Wednesday, November 26, 2008

The South needs something else to say.

The latest news out of Atlanta involves the fracas that Shawty Lo's crew got into with Grand Hustle artist Alfamega at the 2008 Dirty Awards (The Dirty Awards? Seriously folks?). While I can't help but get some enjoyment out of all the ignorance that's come out of the reports (the Hip Hop community has its new version of Chuck Norris, or rather Josh Homme, with twice the fearsomeness and not an inkling of the talent), I can't help but feel a little sad for the South's music scene, as least as far as Hip Hop is concerned.

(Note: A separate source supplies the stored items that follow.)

//! Precondition checks
//!
//! Run once before any enumeration. A failure here is the only kind of problem
//! that stops a run before it starts: a missing `az` or `kubelogin`, a binary that
//! cannot execute, or an Azure CLI session that is not logged in.

use std::path::PathBuf;

use chrono::Utc;
use serde::Deserialize;
use tracing::{debug, warn};

use akscreds_config::ToolsConfig;
use akscreds_runner::{CommandSpec, Executor};
use akscreds_utils::error::PreconditionError;
use akscreds_utils::logging::format_doctor_report;
use akscreds_utils::types::{CheckStatus, DoctorCheck, DoctorOutput};

/// Locates executables on the search path.
pub trait ToolLocator {
    fn locate(&self, program: &str) -> Option<PathBuf>;
}

/// [`ToolLocator`] backed by `which`.
#[derive(Debug, Clone, Copy, Default)]
pub struct WhichLocator;

impl ToolLocator for WhichLocator {
    fn locate(&self, program: &str) -> Option<PathBuf> {
        which::which(program).ok()
    }
}

/// Seam used by the run aggregator so tests can bypass real tool probing.
pub trait PreconditionCheck {
    /// Run the checks; `Err` carries the first failure.
    fn verify(&self, executor: &Executor) -> Result<DoctorOutput, PreconditionError>;
}

/// The `az account show` fields worth reporting.
#[derive(Debug, Deserialize)]
struct AccountShow {
    name: Option<String>,
    user: Option<AccountUser>,
}

#[derive(Debug, Deserialize)]
struct AccountUser {
    name: Option<String>,
}

/// Checks that `az` and `kubelogin` are usable and that the Azure CLI is logged in.
pub struct Preflight {
    tools: ToolsConfig,
    locator: Box<dyn ToolLocator>,
}

impl Preflight {
    #[must_use]
    pub fn new(tools: ToolsConfig) -> Self {
        Self::with_locator(tools, WhichLocator)
    }

    #[must_use]
    pub fn with_locator(tools: ToolsConfig, locator: impl ToolLocator + 'static) -> Self {
        Self {
            tools,
            locator: Box::new(locator),
        }
    }

    /// Run every check, in order, and report them all.
    ///
    /// The returned error is the first failing check. The report still holds
    /// every check that ran, including the passing ones before the failure.
    pub fn run(&self, executor: &Executor) -> (DoctorOutput, Option<PreconditionError>) {
        let mut checks = Vec::new();
        let mut first_error = None;

        for tool in [&self.tools.az, &self.tools.kubelogin] {
            let (tool_checks, error) = self.check_tool(executor, tool);
            checks.extend(tool_checks);
            first_error = first_error.or(error);
        }

        // Session probe only makes sense once az itself runs.
        if first_error.is_none() {
            let (check, error) = self.check_session(executor);
            checks.push(check);
            first_error = error;
        }

        let ok = !checks.iter().any(|c| c.status == CheckStatus::Fail);
        let output = DoctorOutput {
            emitted_at: Utc::now(),
            ok,
            checks,
        };
        (output, first_error)
    }

    fn check_tool(
        &self,
        executor: &Executor,
        tool: &str,
    ) -> (Vec<DoctorCheck>, Option<PreconditionError>) {
        let label = tool_label(tool);
        let path_check = format!("{label}_path");
        let version_check = format!("{label}_version");

        let Some(path) = self.locator.locate(tool) else {
            return (
                vec![DoctorCheck::fail(
                    &path_check,
                    format!("{tool} not found in PATH"),
                )],
                Some(PreconditionError::ToolMissing {
                    tool: tool.to_string(),
                }),
            );
        };

        let mut checks = vec![DoctorCheck::pass(
            &path_check,
            format!("Found {tool} at {}", path.display()),
        )];

        let result = executor.execute(&CommandSpec::new(tool).arg("--version"), true);
        if result.succeeded {
            let version = first_line(&result.output);
            debug!(tool = %tool, version = %version, "Tool version");
            checks.push(DoctorCheck::pass(&version_check, version));
            (checks, None)
        } else {
            let reason = result
                .error_detail
                .unwrap_or_else(|| "unknown error".to_string());
            checks.push(DoctorCheck::fail(
                &version_check,
                format!("{tool} --version failed: {reason}"),
            ));
            (
                checks,
                Some(PreconditionError::ToolUnusable {
                    tool: tool.to_string(),
                    reason,
                }),
            )
        }
    }

    fn check_session(&self, executor: &Executor) -> (DoctorCheck, Option<PreconditionError>) {
        let cmd = CommandSpec::new(&self.tools.az).args(["account", "show", "--output", "json"]);
        let result = executor.execute(&cmd, true);

        if !result.succeeded {
            let reason = result
                .error_detail
                .unwrap_or_else(|| "az account show failed".to_string());
            return (
                DoctorCheck::fail("az_session", reason.clone()),
                Some(PreconditionError::NotAuthenticated { reason }),
            );
        }

        // A session that answers is usable even if its account JSON is not.
        let check = match serde_json::from_str::<AccountShow>(&result.output) {
            Ok(account) => {
                let user = account
                    .user
                    .and_then(|u| u.name)
                    .unwrap_or_else(|| "unknown user".to_string());
                let subscription = account
                    .name
                    .unwrap_or_else(|| "unknown subscription".to_string());
                DoctorCheck::pass(
                    "az_session",
                    format!("Logged in as {user} (default subscription: {subscription})"),
                )
            }
            Err(err) => DoctorCheck::warn(
                "az_session",
                format!("Logged in, but account details could not be read: {err}"),
            ),
        };
        (check, None)
    }
}

impl PreconditionCheck for Preflight {
    fn verify(&self, executor: &Executor) -> Result<DoctorOutput, PreconditionError> {
        match self.run(executor) {
            (output, Some(err)) => {
                warn!("Precondition checks failed:\n{}", format_doctor_report(&output));
                Err(err)
            }
            (output, None) => Ok(output),
        }
    }
}

/// Check-name prefix for a configured binary: `/usr/local/bin/az` -> `az`.
fn tool_label(tool: &str) -> String {
    let name = std::path::Path::new(tool)
        .file_stem()
        .map(|s| s.to_string_lossy().into_owned())
        .unwrap_or_else(|| tool.to_string());
    name.replace(|c: char| !c.is_ascii_alphanumeric(), "_")
}

fn first_line(text: &str) -> String {
    text.lines()
        .map(str::trim)
        .find(|line| !line.is_empty())
        .unwrap_or("version unknown")
        .to_string()
}

#[cfg(test)]
mod tests {
    use super::*;
    use akscreds_runner::{ProcessOutput, ProcessRunner, RunnerError};
    use std::collections::HashSet;

    /// Answers by program name and first argument.
    struct FakeRunner {
        version_fails: HashSet<&'static str>,
        logged_in: bool,
        account_json: &'static str,
    }

    impl ProcessRunner for FakeRunner {
        fn run(&self, cmd: &CommandSpec) -> Result<ProcessOutput, RunnerError> {
            let argv = cmd.argv();
            match argv.get(1).map(String::as_str) {
                Some("--version") if self.version_fails.contains(argv[0].as_str()) => {
                    Ok(ProcessOutput::failed(127, "exec format error"))
                }
                Some("--version") => Ok(ProcessOutput::ok(format!("{} 1.2.3\nextra", argv[0]))),
                Some("account") if self.logged_in => Ok(ProcessOutput::ok(self.account_json)),
                Some("account") => Ok(ProcessOutput::failed(
                    1,
                    "ERROR: Please run 'az login' to setup account.",
                )),
                _ => Err(RunnerError::ProgramNotFound {
                    program: argv[0].clone(),
                }),
            }
        }
    }

    struct FakeLocator {
        missing: HashSet<&'static str>,
    }

    impl ToolLocator for FakeLocator {
        fn locate(&self, program: &str) -> Option<PathBuf> {
            (!self.missing.contains(program)).then(|| PathBuf::from("/usr/bin").join(program))
        }
    }

    fn preflight(missing: &[&'static str]) -> Preflight {
        Preflight::with_locator(
            ToolsConfig::default(),
            FakeLocator {
                missing: missing.iter().copied().collect(),
            },
        )
    }

    const ACCOUNT_JSON: &str =
        r#"{"name": "Dev", "user": {"name": "me@example.com", "type": "user"}}"#;

    fn executor(version_fails: &[&'static str], logged_in: bool) -> Executor {
        Executor::new(
            FakeRunner {
                version_fails: version_fails.iter().copied().collect(),
                logged_in,
                account_json: ACCOUNT_JSON,
            },
            false,
        )
    }

    fn names(output: &DoctorOutput) -> Vec<&str> {
        output.checks.iter().map(|c| c.name.as_str()).collect()
    }

    #[test]
    fn test_all_checks_pass() {
        let (output, error) = preflight(&[]).run(&executor(&[], true));
        assert!(error.is_none());
        assert!(output.ok);
        assert_eq!(
            names(&output),
            vec![
                "az_path",
                "az_version",
                "kubelogin_path",
                "kubelogin_version",
                "az_session"
            ]
        );
        assert_eq!(output.checks[1].details, "az 1.2.3");
        assert_eq!(
            output.checks[4].details,
            "Logged in as me@example.com (default subscription: Dev)"
        );
    }

    #[test]
    fn test_unreadable_account_details_warn_but_pass() {
        let exec = Executor::new(
            FakeRunner {
                version_fails: HashSet::new(),
                logged_in: true,
                account_json: "WARNING: upgrade available",
            },
            false,
        );
        let output = preflight(&[]).verify(&exec).unwrap();
        assert!(output.ok);
        let session = output.checks.last().unwrap();
        assert_eq!(session.name, "az_session");
        assert_eq!(session.status, CheckStatus::Warn);
        assert!(session.details.starts_with("Logged in, but account details could not be read"));
    }

    #[test]
    fn test_failed_report_keeps_earlier_checks() {
        let (output, error) = preflight(&[]).run(&executor(&[], false));
        assert!(error.is_some());
        assert_eq!(output.checks.len(), 5);
        assert!(output.checks[..4].iter().all(|c| c.status == CheckStatus::Pass));
        assert_eq!(output.checks[4].status, CheckStatus::Fail);
    }

    #[test]
    fn test_missing_kubelogin() {
        let (output, error) = preflight(&["kubelogin"]).run(&executor(&[], true));
        assert!(!output.ok);
        match error {
            Some(PreconditionError::ToolMissing { tool }) => assert_eq!(tool, "kubelogin"),
            other => panic!("Expected ToolMissing, got {other:?}"),
        }
        // Session probe is skipped once a tool is missing
        assert!(!names(&output).contains(&"az_session"));
    }

    #[test]
    fn test_broken_az_binary() {
        let result = preflight(&[]).verify(&executor(&["az"], true));
        match result {
            Err(PreconditionError::ToolUnusable { tool, reason }) => {
                assert_eq!(tool, "az");
                assert_eq!(reason, "exec format error");
            }
            other => panic!("Expected ToolUnusable, got {other:?}"),
        }
    }

    #[test]
    fn test_not_logged_in() {
        let result = preflight(&[]).verify(&executor(&[], false));
        match result {
            Err(PreconditionError::NotAuthenticated { reason }) => {
                assert!(reason.contains("az login"));
            }
            other => panic!("Expected NotAuthenticated, got {other:?}"),
        }
    }

    #[test]
    fn test_probes_run_in_dry_run_mode() {
        let exec = Executor::new(
            FakeRunner {
                version_fails: HashSet::new(),
                logged_in: false,
                account_json: ACCOUNT_JSON,
            },
            true,
        );
        // A dry run must still detect the missing session
        assert!(preflight(&[]).verify(&exec).is_err());
    }

    #[test]
    fn test_tool_label() {
        assert_eq!(tool_label("az"), "az");
        assert_eq!(tool_label("/opt/bin/kubelogin"), "kubelogin");
        assert_eq!(first_line("\n  azure-cli 2.61.0 *\n core"), "azure-cli 2.61.0 *");
    }
}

In 1995, Outkast stood up to accept their Best New Artist award at the Source Awards in front of a hostile crowd that was already keyed up from mounting tension between the Death Row and Bad Boy Records camps. They were booed on their way to the podium. Salt-N-Pepa were the presenters for the award and they even announced the name of the winners with obvious disappointment in their voices. There was no love in that room for the South at all, it seemed. Then, in a move that would make me proud to be a Hip Hop head from the South from that day forward, Dre (no 3000, Three Stacks, or anything back then) proclaimed without fear that "...the South got something to say." Outkast used this soundbyte in the song "Chonkyfire" to close the album Aquemini:


The album ended up taking The Source's coveted Five Mic rating, a perfect score. Now, much like The Source has fallen into a state of irrelevant disarray, the South is the same mess of bickering, in-fighting and lackluster music as everywhere else. I'm still a proud Southerner, no doubt. As time goes on though, I'm having to reach further and further back to explain why.